Frente a esta práctica política gubernamental cargada de violencia verbal hasta la procacidad, como lo demostró en la contramarcha contratada del miércoles pasado, se empeña en dividir y polarizar a la sociedad, ufanándose de ser un “dictócrata”, sin que importe atentar contra la unidad nacional.

¿Cómo se podría promover y conducir procesos de diálogo, a renglón seguido del insulto, con violencia y usurpación a la propiedad privada que se está institucionalizado como medio de lucha política?

Los mensajes de bala y dinamita que no cesan, de grupos  sobre los que no se tiene todavía ninguna información, son evidencias de una implacable persecución para acallar la protesta social, que llega a la provocación desvergonzada de utilizar “fuerzas de reacción”, como instrumento de contramarcha a libre antojo de un diputado que asume para sí el derecho de uso de la fuerza, acompañado de reiteradas amenazas de un subsecretario de Bienestar Social que  manipula y humilla las veces que quiere a los indígenas.

¿Cuál es la política de seguridad pública que garantiza la vigencia de los derechos ciudadanos, si se deja libre el escenario para el hostigamiento y la amenaza?

¿Cómo puede la Policía Nacional establecer una estrategia de prevención si se promueve la violencia en forma premeditada e irresponsable desde la Intendencia de Policía, autorizándose una contramarcha, con libre iniciativa de ruta, fecha y hora?

La promoción de un ambiente de permanente confrontación política hace pensar que no solo es inexistente una política de seguridad pública, sino que  esta actitud es parte de una estratagema de escalamiento de la conflictividad social, para conducirla a un ambiente de justificación que refuerce su “dictocracia”.

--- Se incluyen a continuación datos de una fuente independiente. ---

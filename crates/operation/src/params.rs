use crate::{Error, Map};

/// Parameters of a single GraphQL operation, ready for the execution engine.
#[derive(Debug, Clone, Default, PartialEq)]
pub struct OperationParams {
    pub query: Option<String>,
    pub operation_name: Option<String>,
    /// Identifier of a persisted or trusted document, sent instead of the query text.
    pub query_id: Option<String>,
    pub variables: Option<Map>,
    pub extensions: Option<Map>,
    /// Set for requests which must not run mutations, such as GET requests.
    pub read_only: bool,
}

/// What the builder produced for one HTTP request: one operation, or the operations of a JSON
/// array body in the order they were sent.
#[derive(Debug, Clone, PartialEq)]
pub enum BatchRequest {
    Single(OperationParams),
    Batch(Vec<OperationParams>),
}

impl BatchRequest {
    /// Returns the operation of a non-batched request, or `UnsupportedBatch` for a batch.
    pub fn into_single(self) -> Result<OperationParams, Error> {
        match self {
            BatchRequest::Single(params) => Ok(params),
            BatchRequest::Batch(_) => Err(Error::UnsupportedBatch),
        }
    }

    pub fn iter(&self) -> impl Iterator<Item = &OperationParams> {
        let (single, batch) = match self {
            BatchRequest::Single(params) => (Some(params), None),
            BatchRequest::Batch(operations) => (None, Some(operations.iter())),
        };

        single.into_iter().chain(batch.into_iter().flatten())
    }

    pub fn len(&self) -> usize {
        match self {
            BatchRequest::Single(_) => 1,
            BatchRequest::Batch(operations) => operations.len(),
        }
    }

    pub fn is_empty(&self) -> bool {
        self.len() == 0
    }

    pub fn is_batch(&self) -> bool {
        matches!(self, BatchRequest::Batch(_))
    }
}

impl IntoIterator for BatchRequest {
    type Item = OperationParams;
    type IntoIter = std::vec::IntoIter<OperationParams>;

    fn into_iter(self) -> Self::IntoIter {
        match self {
            BatchRequest::Single(params) => vec![params].into_iter(),
            BatchRequest::Batch(operations) => operations.into_iter(),
        }
    }
}
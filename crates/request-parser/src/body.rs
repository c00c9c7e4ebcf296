use operation::{Map, RawParameters, Value};

use crate::{multipart, ContentType, GraphqlHttpRequest, RequestError, Result};

/// Decodes the body of a POST request according to its content type.
///
/// Apart from multipart requests and raw `application/graphql` text, the body is classified by
/// its shape: an object is a single operation and an array of objects is a batch. Form bodies
/// and bodies without a content type are decoded as a form unless they parse as JSON.
pub(crate) fn extract<R>(request: &R, content_type: &ContentType, uploads_enabled: bool) -> Result<RawParameters>
where
    R: GraphqlHttpRequest + ?Sized,
{
    let body = request.raw_body();

    match content_type {
        ContentType::Multipart => {
            if !uploads_enabled {
                return Err(RequestError::UploadsDisabled);
            }
            shape(multipart::inline_files(request)?)
        }
        // The body is the query text even if it happens to look like JSON.
        ContentType::GraphqlText => {
            let query = std::str::from_utf8(body).map_err(|_| RequestError::NonUtf8Body)?;
            Ok(RawParameters::Single(Map::from_iter([(
                "query".to_owned(),
                Value::from(query),
            )])))
        }
        ContentType::Json => {
            let value = serde_json::from_slice::<serde_json::Value>(body)
                .map_err(|err| RequestError::malformed_json(err, body))?;
            shape(Value::from(value))
        }
        ContentType::FormUrlEncoded | ContentType::Missing => match json(body) {
            Some(value) => shape(value),
            None => form(body),
        },
        ContentType::Other(content_type) => match json(body) {
            Some(value) => shape(value),
            None => Err(RequestError::UnsupportedContentType {
                content_type: content_type.clone(),
            }),
        },
    }
}

fn json(body: &[u8]) -> Option<Value> {
    serde_json::from_slice::<serde_json::Value>(body).ok().map(Value::from)
}

fn shape(value: Value) -> Result<RawParameters> {
    RawParameters::try_from(value).map_err(RequestError::unexpected_shape)
}

fn form(body: &[u8]) -> Result<RawParameters> {
    let fields = serde_urlencoded::from_bytes::<Vec<(String, String)>>(body)
        .map_err(|err| RequestError::MalformedForm { reason: err.to_string() })?;

    Ok(RawParameters::Single(
        fields.into_iter().map(|(name, value)| (name, Value::String(value))).collect(),
    ))
}
/// Request decoding settings. The defaults accept batches of any size and file uploads.
#[derive(Debug, Clone, Default, PartialEq, serde::Deserialize)]
#[serde(default, deny_unknown_fields)]
pub struct RequestParserConfig {
    /// Batched operations, sent as a JSON array
    pub batching: BatchingConfig,
    /// Multipart requests carrying files
    pub file_uploads: FileUploadsConfig,
}

#[derive(Debug, Clone, PartialEq, serde::Deserialize)]
#[serde(default, deny_unknown_fields)]
pub struct BatchingConfig {
    pub enabled: bool,
    /// Maximum number of operations in one batch.
    pub limit: Option<usize>,
}

impl Default for BatchingConfig {
    fn default() -> Self {
        Self {
            enabled: true,
            limit: None,
        }
    }
}

#[derive(Debug, Clone, PartialEq, serde::Deserialize)]
#[serde(default, deny_unknown_fields)]
pub struct FileUploadsConfig {
    pub enabled: bool,
}

impl Default for FileUploadsConfig {
    fn default() -> Self {
        Self { enabled: true }
    }
}
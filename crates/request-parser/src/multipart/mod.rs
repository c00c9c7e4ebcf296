//! GraphQL multipart requests: <https://github.com/jaydenseric/graphql-multipart-request-spec>
//!
//! The `operations` field holds the operations as JSON, with `null` wherever a file goes. The
//! `map` field associates each file field name with the paths inside `operations` it should be
//! written to.

mod path;

use operation::Value;

use crate::{GraphqlHttpRequest, MultipartField, RequestError, Result};

use self::path::OperationsPath;

/// Decodes `operations` and writes the uploaded files into it at the locations given by `map`.
pub(crate) fn inline_files<R>(request: &R) -> Result<Value>
where
    R: GraphqlHttpRequest + ?Sized,
{
    let map = required_field(request, MultipartField::Map)?;
    let operations = required_field(request, MultipartField::Operations)?;

    let mut operations = decode(MultipartField::Operations, operations)?;
    let entries = file_map(decode(MultipartField::Map, map)?)?;

    // Every path is checked before the first file is written.
    let targets = entries
        .iter()
        .map(|(file_key, paths)| -> Result<_> {
            let paths = paths
                .iter()
                .map(|path| {
                    OperationsPath::parse(path).map_err(|err| RequestError::InvalidOperationsPath {
                        file_key: file_key.clone(),
                        path: path.clone(),
                        reason: err.to_string(),
                    })
                })
                .collect::<Result<Vec<_>>>()?;

            Ok((file_key.as_str(), paths))
        })
        .collect::<Result<Vec<_>>>()?;

    for (file_key, paths) in targets {
        let upload = request.file(file_key);

        match &upload {
            Some(upload) => tracing::debug!(
                file_key,
                filename = upload.filename(),
                size = upload.size(),
                paths = paths.len(),
                "inlining uploaded file"
            ),
            None => tracing::trace!(file_key, "no file part for map entry, inlining null"),
        }

        for path in paths {
            let value = upload.clone().map(Value::Upload).unwrap_or_default();
            path.assign(&mut operations, value);
        }
    }

    Ok(operations)
}

fn required_field<R>(request: &R, field: MultipartField) -> Result<&str>
where
    R: GraphqlHttpRequest + ?Sized,
{
    request
        .form_field(field.as_ref())
        .ok_or(RequestError::MissingMultipartField { field })
}

fn decode(field: MultipartField, text: &str) -> Result<Value> {
    let value = serde_json::from_str::<serde_json::Value>(text)
        .map(Value::from)
        .map_err(|err| RequestError::InvalidMultipartJson {
            field,
            reason: err.to_string(),
        })?;

    match value {
        Value::Object(_) | Value::Array(_) => Ok(value),
        other => Err(RequestError::InvalidMultipartShape {
            field,
            kind: other.kind(),
        }),
    }
}

/// Checks that every entry of the decoded `map` is a list of strings. An array `map` is keyed
/// by position.
fn file_map(map: Value) -> Result<Vec<(String, Vec<String>)>> {
    let entries: Vec<(String, Value)> = match map {
        Value::Object(map) => map.into_iter().collect(),
        Value::Array(items) => items
            .into_iter()
            .enumerate()
            .map(|(index, item)| (index.to_string(), item))
            .collect(),
        other => {
            return Err(RequestError::InvalidMultipartShape {
                field: MultipartField::Map,
                kind: other.kind(),
            });
        }
    };

    entries
        .into_iter()
        .map(|(file_key, paths)| -> Result<_> {
            let paths = match paths {
                Value::Array(paths) => paths,
                other => {
                    return Err(RequestError::InvalidMapEntry {
                        file_key,
                        kind: other.kind(),
                    });
                }
            };

            let paths = paths
                .into_iter()
                .enumerate()
                .map(|(position, path)| match path {
                    Value::String(path) => Ok(path),
                    other => Err(RequestError::InvalidMapPath {
                        file_key: file_key.clone(),
                        position,
                        kind: other.kind(),
                    }),
                })
                .collect::<Result<Vec<_>>>()?;

            Ok((file_key, paths))
        })
        .collect()
}

#[cfg(test)]
mod tests {
    use super::*;

    #[test]
    fn map_keyed_by_position() {
        let map = Value::from(serde_json::json!([["variables.a"], ["variables.b", "variables.c"]]));

        assert_eq!(
            file_map(map).unwrap(),
            [
                ("0".to_owned(), vec!["variables.a".to_owned()]),
                ("1".to_owned(), vec!["variables.b".to_owned(), "variables.c".to_owned()]),
            ]
        );
    }

    #[test]
    fn map_keeps_decoded_order() {
        let map = decode(MultipartField::Map, r#"{"b": ["x"], "a": ["y"], "c": []}"#).unwrap();

        let keys: Vec<_> = file_map(map).unwrap().into_iter().map(|(key, _)| key).collect();
        assert_eq!(keys, ["b", "a", "c"]);
    }

    #[test]
    fn decode_errors() {
        let error = decode(MultipartField::Operations, "\"query\"").unwrap_err();
        insta::assert_snapshot!(error.to_string(), @"expected operations to be an object or array, got string");

        let error = decode(MultipartField::Map, "5").unwrap_err();
        insta::assert_snapshot!(error.to_string(), @"expected map to be an object or array, got number");

        let error = decode(MultipartField::Map, "{").unwrap_err();
        assert!(matches!(
            error,
            RequestError::InvalidMultipartJson {
                field: MultipartField::Map,
                ..
            }
        ));
    }
}
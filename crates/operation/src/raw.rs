use crate::{Map, Value};

/// Body parameters before they are checked field by field: a single operation or a batch.
#[derive(Debug, Clone, PartialEq)]
pub enum RawParameters {
    Single(Map),
    Batch(Vec<Map>),
}

impl RawParameters {
    pub fn len(&self) -> usize {
        match self {
            RawParameters::Single(_) => 1,
            RawParameters::Batch(operations) => operations.len(),
        }
    }

    pub fn is_empty(&self) -> bool {
        self.len() == 0
    }

    pub fn is_batch(&self) -> bool {
        matches!(self, RawParameters::Batch(_))
    }
}

/// Accepts an object, or a non-empty array made only of objects. Anything else is handed back.
impl TryFrom<Value> for RawParameters {
    type Error = Value;

    fn try_from(value: Value) -> Result<Self, Self::Error> {
        match value {
            Value::Object(map) => Ok(RawParameters::Single(map)),
            Value::Array(items) if !items.is_empty() && items.iter().all(Value::is_object) => {
                let operations = items
                    .into_iter()
                    .filter_map(|item| match item {
                        Value::Object(map) => Some(map),
                        _ => None,
                    })
                    .collect();

                Ok(RawParameters::Batch(operations))
            }
            other => Err(other),
        }
    }
}

impl From<RawParameters> for Value {
    fn from(parameters: RawParameters) -> Self {
        match parameters {
            RawParameters::Single(map) => Value::Object(map),
            RawParameters::Batch(operations) => Value::Array(operations.into_iter().map(Value::Object).collect()),
        }
    }
}

#[cfg(test)]
mod tests {
    use super::*;
    use serde_json::json;

    fn raw(json: serde_json::Value) -> Result<RawParameters, Value> {
        RawParameters::try_from(Value::from(json))
    }

    #[test]
    fn object_is_single() {
        let parameters = raw(json!({"query": "{ a }"})).unwrap();

        assert!(!parameters.is_batch());
        assert_eq!(parameters.len(), 1);
    }

    #[test]
    fn array_of_objects_is_batch() {
        let parameters = raw(json!([{"query": "{ a }"}, {"query": "{ b }"}])).unwrap();

        assert!(parameters.is_batch());
        assert_eq!(parameters.len(), 2);
    }

    #[test]
    fn rejected_shapes_are_handed_back() {
        for json in [json!([]), json!([{"query": "{ a }"}, 1]), json!("{ a }"), json!(null), json!(12)] {
            let rejected = raw(json.clone()).unwrap_err();
            assert_eq!(rejected, Value::from(json));
        }
    }
}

Este escenario de violencia creciente no puede ser prevenido ni disuadido, si los actores pertenecen a esferas que están sobre el nivel de competencia de la institución policial. Ante esta difícil situación, sin estrategias políticas de diálogo  y sin orientación para la seguridad interna, se deja a la Policía únicamente la opción táctica de la reacción.

Las marchas y contramarchas sin duda estuvieron precedidas de disposiciones superiores para sitiar la ciudad y actuar “tinosamente”, según el conocido subterfugio de un liderazgo político irresponsable.